### Problem to work on
Identify each line below that contains the word "String", and copy it out.

(Collected data entries)
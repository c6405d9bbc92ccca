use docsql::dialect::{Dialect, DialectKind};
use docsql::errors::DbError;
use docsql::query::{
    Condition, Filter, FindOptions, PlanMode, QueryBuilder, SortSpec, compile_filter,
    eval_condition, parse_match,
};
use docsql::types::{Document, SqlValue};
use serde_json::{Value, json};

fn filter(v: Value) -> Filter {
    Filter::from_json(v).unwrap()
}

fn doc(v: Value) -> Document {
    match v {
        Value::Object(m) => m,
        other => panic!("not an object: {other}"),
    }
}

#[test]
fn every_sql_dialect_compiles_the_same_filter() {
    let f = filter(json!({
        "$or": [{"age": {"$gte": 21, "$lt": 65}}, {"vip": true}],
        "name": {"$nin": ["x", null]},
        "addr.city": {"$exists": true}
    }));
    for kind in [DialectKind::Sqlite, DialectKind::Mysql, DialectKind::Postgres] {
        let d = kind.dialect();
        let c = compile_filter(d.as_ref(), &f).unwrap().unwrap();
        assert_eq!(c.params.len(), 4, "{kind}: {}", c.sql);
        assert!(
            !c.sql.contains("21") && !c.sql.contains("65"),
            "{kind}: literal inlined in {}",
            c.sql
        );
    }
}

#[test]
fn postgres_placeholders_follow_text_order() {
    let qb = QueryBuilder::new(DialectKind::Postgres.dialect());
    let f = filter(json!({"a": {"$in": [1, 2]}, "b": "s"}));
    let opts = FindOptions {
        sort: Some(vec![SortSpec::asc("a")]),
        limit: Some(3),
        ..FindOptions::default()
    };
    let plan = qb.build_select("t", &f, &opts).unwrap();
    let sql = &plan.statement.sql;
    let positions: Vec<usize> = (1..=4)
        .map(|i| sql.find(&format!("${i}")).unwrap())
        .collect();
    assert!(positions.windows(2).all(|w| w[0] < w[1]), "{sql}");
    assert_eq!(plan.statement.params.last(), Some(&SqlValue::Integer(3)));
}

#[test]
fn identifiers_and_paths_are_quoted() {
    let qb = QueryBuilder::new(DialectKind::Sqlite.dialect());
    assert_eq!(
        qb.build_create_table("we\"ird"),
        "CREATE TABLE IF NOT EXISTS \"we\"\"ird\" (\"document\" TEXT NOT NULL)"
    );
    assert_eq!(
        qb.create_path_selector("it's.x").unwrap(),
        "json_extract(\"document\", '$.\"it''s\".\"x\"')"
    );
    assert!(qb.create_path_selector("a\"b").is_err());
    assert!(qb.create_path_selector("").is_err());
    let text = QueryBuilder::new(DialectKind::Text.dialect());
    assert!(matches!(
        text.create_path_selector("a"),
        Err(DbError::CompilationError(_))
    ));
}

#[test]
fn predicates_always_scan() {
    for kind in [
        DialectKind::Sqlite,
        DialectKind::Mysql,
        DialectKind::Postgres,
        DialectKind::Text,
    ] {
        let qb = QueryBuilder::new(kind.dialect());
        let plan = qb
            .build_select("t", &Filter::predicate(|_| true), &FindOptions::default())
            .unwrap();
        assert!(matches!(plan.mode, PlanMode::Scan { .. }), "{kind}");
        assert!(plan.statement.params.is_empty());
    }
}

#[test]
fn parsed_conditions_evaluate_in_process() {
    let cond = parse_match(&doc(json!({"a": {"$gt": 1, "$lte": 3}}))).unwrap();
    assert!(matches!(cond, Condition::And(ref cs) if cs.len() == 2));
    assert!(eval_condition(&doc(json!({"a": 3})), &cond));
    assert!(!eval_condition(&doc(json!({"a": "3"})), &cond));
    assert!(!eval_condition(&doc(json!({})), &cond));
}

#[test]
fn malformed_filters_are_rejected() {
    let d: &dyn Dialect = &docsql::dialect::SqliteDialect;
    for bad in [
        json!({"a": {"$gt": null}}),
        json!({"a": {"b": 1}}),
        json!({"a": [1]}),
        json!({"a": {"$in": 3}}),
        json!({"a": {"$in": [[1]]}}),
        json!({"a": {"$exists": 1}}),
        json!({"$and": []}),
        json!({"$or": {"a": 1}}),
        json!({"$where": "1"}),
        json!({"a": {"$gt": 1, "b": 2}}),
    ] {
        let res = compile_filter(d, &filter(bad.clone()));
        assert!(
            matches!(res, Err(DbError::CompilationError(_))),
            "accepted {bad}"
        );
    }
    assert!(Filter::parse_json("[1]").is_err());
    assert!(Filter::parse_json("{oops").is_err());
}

...

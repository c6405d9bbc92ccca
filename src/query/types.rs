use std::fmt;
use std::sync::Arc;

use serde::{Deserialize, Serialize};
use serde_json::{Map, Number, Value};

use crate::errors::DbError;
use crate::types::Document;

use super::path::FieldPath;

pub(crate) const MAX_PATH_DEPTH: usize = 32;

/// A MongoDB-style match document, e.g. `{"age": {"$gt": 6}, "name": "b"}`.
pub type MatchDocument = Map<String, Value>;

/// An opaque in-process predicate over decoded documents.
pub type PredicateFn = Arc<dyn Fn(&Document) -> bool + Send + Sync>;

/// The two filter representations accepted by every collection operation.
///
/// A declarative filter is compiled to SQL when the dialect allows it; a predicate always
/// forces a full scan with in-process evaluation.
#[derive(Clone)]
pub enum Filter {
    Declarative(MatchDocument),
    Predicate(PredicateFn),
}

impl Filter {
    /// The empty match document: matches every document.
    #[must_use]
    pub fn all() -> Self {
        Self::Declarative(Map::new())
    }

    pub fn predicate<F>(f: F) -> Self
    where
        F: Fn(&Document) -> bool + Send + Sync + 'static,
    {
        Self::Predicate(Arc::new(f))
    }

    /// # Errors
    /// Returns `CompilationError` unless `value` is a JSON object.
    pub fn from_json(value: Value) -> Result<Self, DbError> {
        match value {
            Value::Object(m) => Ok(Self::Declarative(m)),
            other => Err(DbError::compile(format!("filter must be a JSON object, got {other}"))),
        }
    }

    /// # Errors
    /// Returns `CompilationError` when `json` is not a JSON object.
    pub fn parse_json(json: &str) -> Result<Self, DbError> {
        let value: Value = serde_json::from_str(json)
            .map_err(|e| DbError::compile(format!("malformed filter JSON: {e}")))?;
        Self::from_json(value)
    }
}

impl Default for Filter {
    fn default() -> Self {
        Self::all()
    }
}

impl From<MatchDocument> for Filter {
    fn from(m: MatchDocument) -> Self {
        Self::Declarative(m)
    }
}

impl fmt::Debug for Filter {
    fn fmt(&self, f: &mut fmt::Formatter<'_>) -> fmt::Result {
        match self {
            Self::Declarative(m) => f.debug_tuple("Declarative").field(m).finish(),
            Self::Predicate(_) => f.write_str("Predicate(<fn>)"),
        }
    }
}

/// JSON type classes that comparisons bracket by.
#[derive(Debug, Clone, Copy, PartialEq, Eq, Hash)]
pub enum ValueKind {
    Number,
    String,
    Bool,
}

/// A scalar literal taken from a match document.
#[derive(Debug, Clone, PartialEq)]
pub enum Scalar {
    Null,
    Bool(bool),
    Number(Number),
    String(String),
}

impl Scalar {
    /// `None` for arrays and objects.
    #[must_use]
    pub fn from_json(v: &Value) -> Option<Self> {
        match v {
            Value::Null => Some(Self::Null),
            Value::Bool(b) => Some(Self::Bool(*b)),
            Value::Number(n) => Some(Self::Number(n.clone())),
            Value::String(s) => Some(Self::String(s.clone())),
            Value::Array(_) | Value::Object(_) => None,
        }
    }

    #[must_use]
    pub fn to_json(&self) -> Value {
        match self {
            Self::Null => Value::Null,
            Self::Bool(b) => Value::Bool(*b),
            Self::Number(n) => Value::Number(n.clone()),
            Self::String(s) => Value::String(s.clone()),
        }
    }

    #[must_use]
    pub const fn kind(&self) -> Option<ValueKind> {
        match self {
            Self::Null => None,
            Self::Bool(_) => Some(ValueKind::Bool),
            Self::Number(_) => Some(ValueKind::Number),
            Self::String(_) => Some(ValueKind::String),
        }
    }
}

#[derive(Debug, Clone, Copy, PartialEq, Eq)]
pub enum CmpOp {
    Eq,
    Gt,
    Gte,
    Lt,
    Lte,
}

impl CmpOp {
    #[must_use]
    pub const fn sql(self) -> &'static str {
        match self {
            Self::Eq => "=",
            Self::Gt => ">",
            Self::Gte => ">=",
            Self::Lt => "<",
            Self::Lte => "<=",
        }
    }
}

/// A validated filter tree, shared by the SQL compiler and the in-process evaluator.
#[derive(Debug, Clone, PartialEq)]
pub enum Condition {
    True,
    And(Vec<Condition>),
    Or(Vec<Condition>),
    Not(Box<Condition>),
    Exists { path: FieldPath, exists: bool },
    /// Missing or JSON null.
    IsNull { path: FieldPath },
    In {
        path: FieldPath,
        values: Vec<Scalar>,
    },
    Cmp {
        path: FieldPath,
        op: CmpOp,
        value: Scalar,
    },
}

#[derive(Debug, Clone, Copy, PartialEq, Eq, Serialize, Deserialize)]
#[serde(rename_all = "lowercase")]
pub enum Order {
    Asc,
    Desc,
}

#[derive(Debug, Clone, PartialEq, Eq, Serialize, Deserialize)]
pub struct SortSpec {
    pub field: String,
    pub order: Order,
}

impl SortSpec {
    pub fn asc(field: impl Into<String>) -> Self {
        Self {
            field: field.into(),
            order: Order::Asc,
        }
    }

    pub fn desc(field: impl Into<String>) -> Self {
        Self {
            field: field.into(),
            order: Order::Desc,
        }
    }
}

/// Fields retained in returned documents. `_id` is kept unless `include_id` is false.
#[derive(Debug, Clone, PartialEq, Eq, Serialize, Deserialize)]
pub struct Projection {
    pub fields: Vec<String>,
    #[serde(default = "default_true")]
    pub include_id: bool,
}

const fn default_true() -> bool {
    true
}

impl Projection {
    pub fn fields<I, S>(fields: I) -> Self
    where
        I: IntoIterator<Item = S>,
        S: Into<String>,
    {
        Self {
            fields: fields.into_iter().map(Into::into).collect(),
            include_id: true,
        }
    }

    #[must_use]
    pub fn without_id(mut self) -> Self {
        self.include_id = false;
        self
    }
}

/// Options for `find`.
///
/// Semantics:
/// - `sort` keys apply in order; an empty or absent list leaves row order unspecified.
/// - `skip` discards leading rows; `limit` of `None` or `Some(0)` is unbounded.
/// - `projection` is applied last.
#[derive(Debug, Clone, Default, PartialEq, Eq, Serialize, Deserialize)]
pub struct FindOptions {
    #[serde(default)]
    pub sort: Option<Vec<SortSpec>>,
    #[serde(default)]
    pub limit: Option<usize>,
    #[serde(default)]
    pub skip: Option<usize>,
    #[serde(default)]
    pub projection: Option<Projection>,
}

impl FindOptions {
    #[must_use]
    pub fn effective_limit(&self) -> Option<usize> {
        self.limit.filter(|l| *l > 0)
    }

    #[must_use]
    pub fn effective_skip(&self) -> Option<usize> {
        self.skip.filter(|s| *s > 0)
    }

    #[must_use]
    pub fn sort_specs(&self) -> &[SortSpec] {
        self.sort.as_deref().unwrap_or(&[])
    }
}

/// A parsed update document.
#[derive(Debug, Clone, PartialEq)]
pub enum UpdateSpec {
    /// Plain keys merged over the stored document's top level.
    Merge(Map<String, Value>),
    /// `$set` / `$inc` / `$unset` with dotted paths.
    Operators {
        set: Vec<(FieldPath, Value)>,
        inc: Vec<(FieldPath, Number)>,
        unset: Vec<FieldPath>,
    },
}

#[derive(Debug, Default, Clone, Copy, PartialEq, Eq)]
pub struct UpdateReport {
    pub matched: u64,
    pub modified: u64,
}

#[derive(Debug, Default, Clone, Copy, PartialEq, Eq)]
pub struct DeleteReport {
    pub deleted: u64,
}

### Solution to this exercise
pub type MatchDocument = Map<String, Value>;
    String,
    String(String),
            Value::String(s) => Some(Self::String(s.clone())),
            Self::String(s) => Value::String(s.clone()),
            Self::String(_) => Some(ValueKind::String),
    pub field: String,
    pub fn asc(field: impl Into<String>) -> Self {
    pub fn desc(field: impl Into<String>) -> Self {
    pub fields: Vec<String>,
        S: Into<String>,
    Merge(Map<String, Value>),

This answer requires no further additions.